Provided records:
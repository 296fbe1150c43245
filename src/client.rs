//! MC client for communicating with Mitsubishi PLCs.

use std::net::{Ipv4Addr, SocketAddr};
use std::time::Duration;

use crate::command::{
    classify_value, BatchReadCommand, BatchWriteBitCommand, BatchWriteWordCommand,
    RandomReadCommand, RandomWriteBitCommand, RandomWriteCommand,
};
use crate::codec;
use crate::error::{McError, Result};
use crate::header::{FrameContext, ProtocolFormat};
use crate::response::parse_response;
use crate::session::Session;
use crate::value::{ReceiveItem, SendItem, Value};

/// Default PLC IP address.
pub const DEFAULT_IP: &str = "192.168.10.100";
/// Default MC server TCP port.
pub const DEFAULT_PORT: u16 = 6000;
/// Default timeout for clients built through [`ClientConfig::new`].
pub const DEFAULT_TIMEOUT: Duration = Duration::from_millis(4000);

/// Configuration for creating an MC client.
///
/// The PLC address is kept as a string and parsed when connecting, so an
/// invalid dotted-quad surfaces as [`McError::InvalidIp`] from
/// [`McClient::connect`].
#[derive(Debug, Clone)]
pub struct ClientConfig {
    /// PLC IPv4 address as a dotted quad.
    pub ip: String,
    /// PLC TCP port.
    pub port: u16,
    /// Wire format for this session.
    pub format: ProtocolFormat,
    /// Network number in the access route.
    pub network_no: u8,
    /// PC number in the access route.
    pub pc_no: u8,
    /// Response deadline; also the monitoring timer, rounded down to 250 ms
    /// ticks.
    pub timeout: Duration,
}

impl ClientConfig {
    /// Creates a configuration for the given PLC endpoint.
    ///
    /// Uses binary frames, network `0x00`, PC `0xFF` and a 4 s timeout.
    ///
    /// # Example
    ///
    /// ```
    /// use melsec_mc::ClientConfig;
    ///
    /// let config = ClientConfig::new("192.168.10.100", 6000);
    /// assert_eq!(config.pc_no, 0xFF);
    /// ```
    pub fn new(ip: impl Into<String>, port: u16) -> Self {
        Self {
            ip: ip.into(),
            port,
            format: ProtocolFormat::Binary,
            network_no: 0x00,
            pc_no: 0xFF,
            timeout: DEFAULT_TIMEOUT,
        }
    }

    /// Sets a custom PLC port.
    pub fn with_port(mut self, port: u16) -> Self {
        self.port = port;
        self
    }

    /// Sets the wire format.
    ///
    /// # Example
    ///
    /// ```
    /// use melsec_mc::{ClientConfig, ProtocolFormat};
    ///
    /// let config = ClientConfig::new("192.168.10.100", 6000)
    ///     .with_format(ProtocolFormat::Ascii);
    /// assert_eq!(config.format, ProtocolFormat::Ascii);
    /// ```
    pub fn with_format(mut self, format: ProtocolFormat) -> Self {
        self.format = format;
        self
    }

    /// Sets the network number.
    pub fn with_network_no(mut self, network_no: u8) -> Self {
        self.network_no = network_no;
        self
    }

    /// Sets the PC number.
    pub fn with_pc_no(mut self, pc_no: u8) -> Self {
        self.pc_no = pc_no;
        self
    }

    /// Sets the response timeout.
    pub fn with_timeout(mut self, timeout: Duration) -> Self {
        self.timeout = timeout;
        self
    }
}

impl Default for ClientConfig {
    /// The parameterless configuration: factory defaults with a 1 s timeout.
    fn default() -> Self {
        Self::new(DEFAULT_IP, DEFAULT_PORT).with_timeout(Duration::from_millis(1000))
    }
}

/// MC protocol client.
///
/// One client owns one TCP session. Read and write operations are
/// synchronous: they return once the response has been parsed. A broken
/// connection is re-established in the background within about a second; the
/// request that hit the break still fails and may be retried by the caller.
///
/// # Example
///
/// ```no_run
/// use melsec_mc::{McClient, ClientConfig, DeviceCode, SendItem};
///
/// let mut client = McClient::with_config(ClientConfig::new("192.168.10.100", 6000));
/// client.connect()?;
///
/// // Read two words from D100.
/// let item = client.read(&SendItem::read(DeviceCode::D, 100, 2))?;
/// println!("D100..D101 = {:?}", item.to_i16s());
///
/// // Write a 32-bit value to D200 and a bit to M10.
/// client.write(&SendItem::write(DeviceCode::D, 200, 0x0102_0304_i32))?;
/// client.write(&SendItem::write(DeviceCode::M, 10, true))?;
///
/// client.disconnect()?;
/// # Ok::<(), melsec_mc::McError>(())
/// ```
pub struct McClient {
    config: ClientConfig,
    session: Option<Session>,
}

impl McClient {
    /// Creates a client with the default configuration (1 s timeout).
    pub fn new() -> Self {
        Self::with_config(ClientConfig::default())
    }

    /// Creates a client with the given configuration.
    pub fn with_config(config: ClientConfig) -> Self {
        Self {
            config,
            session: None,
        }
    }

    /// Returns the current configuration.
    pub fn config(&self) -> &ClientConfig {
        &self.config
    }

    /// Returns the configuration for in-place mutation.
    ///
    /// Changes take effect on the next request; a request in flight keeps
    /// the snapshot it was encoded with.
    pub fn config_mut(&mut self) -> &mut ClientConfig {
        &mut self.config
    }

    /// Connects to the configured PLC endpoint.
    ///
    /// # Errors
    ///
    /// - [`McError::AlreadyOpen`] if the session is already open
    /// - [`McError::InvalidIp`] if the configured address does not parse
    /// - [`McError::Io`] if the TCP connection fails
    pub fn connect(&mut self) -> Result<()> {
        if self.session.is_some() {
            return Err(McError::AlreadyOpen);
        }
        let ip: Ipv4Addr = self
            .config
            .ip
            .parse()
            .map_err(|_| McError::invalid_ip(&self.config.ip))?;
        let addr = SocketAddr::from((ip, self.config.port));
        self.session = Some(Session::open(addr)?);
        Ok(())
    }

    /// Updates the endpoint and connects.
    pub fn connect_to(&mut self, ip: impl Into<String>, port: u16) -> Result<()> {
        self.config.ip = ip.into();
        self.config.port = port;
        self.connect()
    }

    /// Closes the session and stops the worker threads. A no-op when already
    /// disconnected.
    pub fn disconnect(&mut self) -> Result<()> {
        if let Some(session) = self.session.take() {
            session.close();
        }
        Ok(())
    }

    /// Disconnects and reconnects.
    pub fn refresh(&mut self) -> Result<()> {
        self.disconnect()?;
        self.connect()
    }

    /// Returns whether the session is currently connected.
    ///
    /// Lock-free; never contends with a request in flight.
    pub fn is_connected(&self) -> bool {
        self.session
            .as_ref()
            .map(Session::is_connected)
            .unwrap_or(false)
    }

    fn session(&self) -> Result<&Session> {
        self.session.as_ref().ok_or(McError::NotOpen)
    }

    /// Snapshots the configuration for one frame.
    fn context(&self) -> FrameContext {
        FrameContext {
            format: self.config.format,
            network_no: self.config.network_no,
            pc_no: self.config.pc_no,
            timer_ticks: (self.config.timeout.as_millis() / 250) as u16,
        }
    }

    /// Reads one contiguous word range.
    ///
    /// # Errors
    ///
    /// [`McError::WrongMessageFormat`] if `item` is a write request;
    /// otherwise the errors of the codec, session and parser.
    pub fn read(&self, item: &SendItem) -> Result<ReceiveItem> {
        let SendItem::Read {
            device,
            address,
            words,
        } = item
        else {
            return Err(McError::wrong_message_format("read() requires a read item"));
        };
        let ctx = self.context();
        let command = BatchReadCommand::new(*device, *address, *words)?;
        let session = self.session()?;
        let buf = session.transact(&command.to_frame(&ctx), self.config.timeout)?;
        let response = parse_response(&ctx, &buf, Some(command.expected_words()))?;
        Ok(ReceiveItem::new(*device, *address, response.payload))
    }

    /// Reads many scattered ranges in a single random-read request.
    ///
    /// A one-word item occupies a word slot; longer items use dword slots
    /// (two words each) plus a trailing word slot for an odd word. Results
    /// come back in input order.
    pub fn read_many(&self, items: &[SendItem]) -> Result<Vec<ReceiveItem>> {
        enum Slot {
            Word,
            Dword,
        }

        let mut word_points = Vec::new();
        let mut dword_points = Vec::new();
        let mut plans: Vec<Vec<Slot>> = Vec::with_capacity(items.len());

        for item in items {
            let SendItem::Read {
                device,
                address,
                words,
            } = item
            else {
                return Err(McError::wrong_message_format(
                    "read_many() requires read items",
                ));
            };
            if *words == 0 {
                return Err(McError::invalid_data_format(
                    "read request must cover at least one word",
                ));
            }
            let mut slots = Vec::new();
            if *words == 1 {
                word_points.push((*device, *address));
                slots.push(Slot::Word);
            } else {
                let dwords = u32::from(*words / 2);
                for i in 0..dwords {
                    dword_points.push((*device, *address + 2 * i));
                    slots.push(Slot::Dword);
                }
                if *words % 2 == 1 {
                    word_points.push((*device, *address + 2 * dwords));
                    slots.push(Slot::Word);
                }
            }
            plans.push(slots);
        }

        let ctx = self.context();
        let command = RandomReadCommand::new(word_points, dword_points)?;
        let session = self.session()?;
        let buf = session.transact(&command.to_frame(&ctx), self.config.timeout)?;
        let response = parse_response(&ctx, &buf, Some(command.expected_words()))?;

        // The payload carries all word values first, then all dword values.
        let word_region = command.word_count() * 2;
        let mut word_chunks = response.payload[..word_region].chunks_exact(2);
        let mut dword_chunks = response.payload[word_region..].chunks_exact(4);

        let mut results = Vec::with_capacity(items.len());
        for (item, slots) in items.iter().zip(&plans) {
            let mut bytes = Vec::new();
            for slot in slots {
                let chunk = match slot {
                    Slot::Word => word_chunks.next(),
                    Slot::Dword => dword_chunks.next(),
                };
                let chunk = chunk.ok_or_else(|| {
                    McError::protocol_mismatch("response payload shorter than the request plan")
                })?;
                bytes.extend_from_slice(chunk);
            }
            results.push(ReceiveItem::new(item.device(), item.address(), bytes));
        }
        Ok(results)
    }

    /// Writes one item with a batch (contiguous) write command.
    ///
    /// Bit values use the bit subcommand with bit-packed payloads; all other
    /// values pack into words.
    ///
    /// # Errors
    ///
    /// [`McError::WrongMessageFormat`] if `item` is a read request;
    /// otherwise the errors of the codec, session and parser.
    pub fn write(&self, item: &SendItem) -> Result<()> {
        let SendItem::Write {
            device,
            address,
            value,
        } = item
        else {
            return Err(McError::wrong_message_format(
                "write() requires a write item",
            ));
        };
        let ctx = self.context();
        let frame = match value {
            Value::Bit(bit) => {
                BatchWriteBitCommand::new(*device, *address, vec![*bit])?.to_frame(&ctx)
            }
            Value::Bits(bits) => {
                BatchWriteBitCommand::new(*device, *address, bits.clone())?.to_frame(&ctx)
            }
            other => {
                let bytes = codec::encode_value_words(other)?;
                BatchWriteWordCommand::new(*device, *address, bytes)?.to_frame(&ctx)
            }
        };
        let session = self.session()?;
        let buf = session.transact(&frame, self.config.timeout)?;
        parse_response(&ctx, &buf, None)?;
        Ok(())
    }

    /// Writes many scattered items with random-write commands.
    ///
    /// Bits and word-granular values cannot share a random-write frame, so
    /// up to two frames are sent: one for all bit points, one for all word
    /// and dword points. Both frames are assembled and validated before the
    /// first byte goes out.
    pub fn write_many(&self, items: &[SendItem]) -> Result<()> {
        let mut bit_points = Vec::new();
        let mut word_points = Vec::new();
        let mut dword_points = Vec::new();

        for item in items {
            let SendItem::Write {
                device,
                address,
                value,
            } = item
            else {
                return Err(McError::wrong_message_format(
                    "write_many() requires write items",
                ));
            };
            match value {
                Value::Bit(bit) => bit_points.push((*device, *address, *bit)),
                Value::Bits(bits) => {
                    for (i, bit) in bits.iter().enumerate() {
                        bit_points.push((*device, *address + i as u32, *bit));
                    }
                }
                other => {
                    classify_value(*device, *address, other, &mut word_points, &mut dword_points)?
                }
            }
        }

        let bit_command = if bit_points.is_empty() {
            None
        } else {
            Some(RandomWriteBitCommand::new(bit_points)?)
        };
        let word_command = if word_points.is_empty() && dword_points.is_empty() {
            None
        } else {
            Some(RandomWriteCommand::new(word_points, dword_points)?)
        };

        let ctx = self.context();
        let session = self.session()?;
        if let Some(command) = bit_command {
            let buf = session.transact(&command.to_frame(&ctx), self.config.timeout)?;
            parse_response(&ctx, &buf, None)?;
        }
        if let Some(command) = word_command {
            let buf = session.transact(&command.to_frame(&ctx), self.config.timeout)?;
            parse_response(&ctx, &buf, None)?;
        }
        Ok(())
    }
}

impl Default for McClient {
    fn default() -> Self {
        Self::new()
    }
}

impl Drop for McClient {
    fn drop(&mut self) {
        if let Some(session) = self.session.take() {
            session.close();
        }
    }
}

impl std::fmt::Debug for McClient {
    fn fmt(&self, f: &mut std::fmt::Formatter<'_>) -> std::fmt::Result {
        f.debug_struct("McClient")
            .field("config", &self.config)
            .field("connected", &self.is_connected())
            .finish()
    }
}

Your instructions: Please give back exactly the lines of this listing beginning at the line with "self.format = format;" and ending with the line with "Self::with_config(ClientConfig::default())", both included, and nothing else.

Solution to this task:
        self.format = format;
        self
    }

    /// Sets the network number.
    pub fn with_network_no(mut self, network_no: u8) -> Self {
        self.network_no = network_no;
        self
    }

    /// Sets the PC number.
    pub fn with_pc_no(mut self, pc_no: u8) -> Self {
        self.pc_no = pc_no;
        self
    }

    /// Sets the response timeout.
    pub fn with_timeout(mut self, timeout: Duration) -> Self {
        self.timeout = timeout;
        self
    }
}

impl Default for ClientConfig {
    /// The parameterless configuration: factory defaults with a 1 s timeout.
    fn default() -> Self {
        Self::new(DEFAULT_IP, DEFAULT_PORT).with_timeout(Duration::from_millis(1000))
    }
}

/// MC protocol client.
///
/// One client owns one TCP session. Read and write operations are
/// synchronous: they return once the response has been parsed. A broken
/// connection is re-established in the background within about a second; the
/// request that hit the break still fails and may be retried by the caller.
///
/// # Example
///
/// ```no_run
/// use melsec_mc::{McClient, ClientConfig, DeviceCode, SendItem};
///
/// let mut client = McClient::with_config(ClientConfig::new("192.168.10.100", 6000));
/// client.connect()?;
///
/// // Read two words from D100.
/// let item = client.read(&SendItem::read(DeviceCode::D, 100, 2))?;
/// println!("D100..D101 = {:?}", item.to_i16s());
///
/// // Write a 32-bit value to D200 and a bit to M10.
/// client.write(&SendItem::write(DeviceCode::D, 200, 0x0102_0304_i32))?;
/// client.write(&SendItem::write(DeviceCode::M, 10, true))?;
///
/// client.disconnect()?;
/// # Ok::<(), melsec_mc::McError>(())
/// ```
pub struct McClient {
    config: ClientConfig,
    session: Option<Session>,
}

impl McClient {
    /// Creates a client with the default configuration (1 s timeout).
    pub fn new() -> Self {
        Self::with_config(ClientConfig::default())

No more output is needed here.